[DATA PROVIDED — start]
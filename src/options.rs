use anyhow::Result;
use serde::{Deserialize, Serialize};
use std::fs;
use std::path::Path;

const OPTIONS_FILE: &str = "inpoll.json";

/// Which device signals a session ingests.
///
/// Disabled signals make the corresponding apply calls no-ops; a host can
/// also read the flags to skip registering the listeners in the first
/// place. `suppress_context_menu` is a hint for hosts whose secondary
/// button opens a context menu; the core does not act on it.
#[derive(Debug, Clone, Serialize, Deserialize, PartialEq, Eq)]
#[serde(default)]
pub struct SessionOptions {
    /// Track pointer buttons and movement.
    pub track_mouse: bool,
    /// Track wheel ticks.
    pub track_wheel: bool,
    /// Track key codes.
    pub track_keyboard: bool,
    /// Ask the host to swallow secondary-button context menus.
    pub suppress_context_menu: bool,
}

impl Default for SessionOptions {
    fn default() -> Self {
        Self {
            track_mouse: true,
            track_wheel: true,
            track_keyboard: true,
            suppress_context_menu: false,
        }
    }
}

impl SessionOptions {
    /// Load options from the default file.
    pub fn load() -> Result<Self> {
        Self::load_from(OPTIONS_FILE)
    }

    /// Load options from a specific path, falling back to defaults when the
    /// file does not exist.
    pub fn load_from<P: AsRef<Path>>(path: P) -> Result<Self> {
        let path = path.as_ref();
        if !path.exists() {
            return Ok(Self::default());
        }
        let content = fs::read_to_string(path)?;
        let options = serde_json::from_str(&content)?;
        Ok(options)
    }

    /// Save options to the default file.
    pub fn save(&self) -> Result<()> {
        self.save_to(OPTIONS_FILE)
    }

    /// Save options to a specific path.
    pub fn save_to<P: AsRef<Path>>(&self, path: P) -> Result<()> {
        let content = serde_json::to_string_pretty(self)?;
        fs::write(path, content)?;
        Ok(())
    }
}

#[cfg(test)]
mod tests {
    use super::*;

    #[test]
    fn test_defaults_track_everything() {
        let options = SessionOptions::default();
        assert!(options.track_mouse);
        assert!(options.track_wheel);
        assert!(options.track_keyboard);
        assert!(!options.suppress_context_menu);
    }

    #[test]
    fn test_missing_file_falls_back_to_defaults() {
        let dir = tempfile::tempdir().unwrap();
        let options = SessionOptions::load_from(dir.path().join("absent.json")).unwrap();

        assert_eq!(options, SessionOptions::default());
    }

    #[test]
    fn test_save_load_round_trip() {
        let dir = tempfile::tempdir().unwrap();
        let path = dir.path().join("options.json");

        let options = SessionOptions {
            track_mouse: true,
            track_wheel: false,
            track_keyboard: true,
            suppress_context_menu: true,
        };
        options.save_to(&path).unwrap();
        let loaded = SessionOptions::load_from(&path).unwrap();

        assert_eq!(loaded, options);
    }

    #[test]
    fn test_partial_file_fills_in_defaults() {
        let dir = tempfile::tempdir().unwrap();
        let path = dir.path().join("options.json");
        fs::write(&path, r#"{"track_wheel": false}"#).unwrap();

        let loaded = SessionOptions::load_from(&path).unwrap();
        assert!(!loaded.track_wheel);
        assert!(loaded.track_mouse);
        assert!(loaded.track_keyboard);
    }
}
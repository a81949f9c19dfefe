use std::collections::HashMap;

/// Held state for every key code seen during a session.
///
/// Key codes are open-ended strings (`"KeyA"`, `"Digit1"`, ...). A code that
/// has never been reported is simply absent and reads as up. Entries are
/// overwritten in place and never removed.
#[derive(Debug, Clone, Default)]
pub struct KeyboardState {
    keys: HashMap<String, bool>,
}

impl KeyboardState {
    /// Create an empty keyboard state (all keys up).
    pub fn new() -> Self {
        Self::default()
    }

    /// Record a key transition. Unknown codes are accepted and tracked like
    /// any other; there is nothing to validate.
    pub fn set(&mut self, code: &str, is_down: bool) {
        match self.keys.get_mut(code) {
            Some(held) => *held = is_down,
            None => {
                self.keys.insert(code.to_owned(), is_down);
            }
        }
    }

    /// Whether `code` is currently held. Absent codes read as up.
    pub fn is_down(&self, code: &str) -> bool {
        self.keys.get(code).copied().unwrap_or(false)
    }

    /// Whether any tracked code is currently held.
    pub fn any_down(&self) -> bool {
        self.keys.values().any(|&held| held)
    }

    /// Every code seen this session, held or not.
    pub fn codes(&self) -> impl Iterator<Item = &str> {
        self.keys.keys().map(String::as_str)
    }
}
[DATA PROVIDED — finish]
WHAT IS EXPECTED:
In the entries above, one line contains "assert!(options.track_wheel);" and another contains "pub fn is_down(&self, code: &str)". Reproduce exactly those two lines and the lines between them, nothing else.

EXERCISE SOLUTION:
        assert!(options.track_wheel);
        assert!(options.track_keyboard);
        assert!(!options.suppress_context_menu);
    }

    #[test]
    fn test_missing_file_falls_back_to_defaults() {
        let dir = tempfile::tempdir().unwrap();
        let options = SessionOptions::load_from(dir.path().join("absent.json")).unwrap();

        assert_eq!(options, SessionOptions::default());
    }

    #[test]
    fn test_save_load_round_trip() {
        let dir = tempfile::tempdir().unwrap();
        let path = dir.path().join("options.json");

        let options = SessionOptions {
            track_mouse: true,
            track_wheel: false,
            track_keyboard: true,
            suppress_context_menu: true,
        };
        options.save_to(&path).unwrap();
        let loaded = SessionOptions::load_from(&path).unwrap();

        assert_eq!(loaded, options);
    }

    #[test]
    fn test_partial_file_fills_in_defaults() {
        let dir = tempfile::tempdir().unwrap();
        let path = dir.path().join("options.json");
        fs::write(&path, r#"{"track_wheel": false}"#).unwrap();

        let loaded = SessionOptions::load_from(&path).unwrap();
        assert!(!loaded.track_wheel);
        assert!(loaded.track_mouse);
        assert!(loaded.track_keyboard);
    }
}
repository a81949f9c19dfefe
use std::collections::HashMap;

/// Held state for every key code seen during a session.
///
/// Key codes are open-ended strings (`"KeyA"`, `"Digit1"`, ...). A code that
/// has never been reported is simply absent and reads as up. Entries are
/// overwritten in place and never removed.
#[derive(Debug, Clone, Default)]
pub struct KeyboardState {
    keys: HashMap<String, bool>,
}

impl KeyboardState {
    /// Create an empty keyboard state (all keys up).
    pub fn new() -> Self {
        Self::default()
    }

    /// Record a key transition. Unknown codes are accepted and tracked like
    /// any other; there is nothing to validate.
    pub fn set(&mut self, code: &str, is_down: bool) {
        match self.keys.get_mut(code) {
            Some(held) => *held = is_down,
            None => {
                self.keys.insert(code.to_owned(), is_down);
            }
        }
    }

    /// Whether `code` is currently held. Absent codes read as up.
    pub fn is_down(&self, code: &str) -> bool {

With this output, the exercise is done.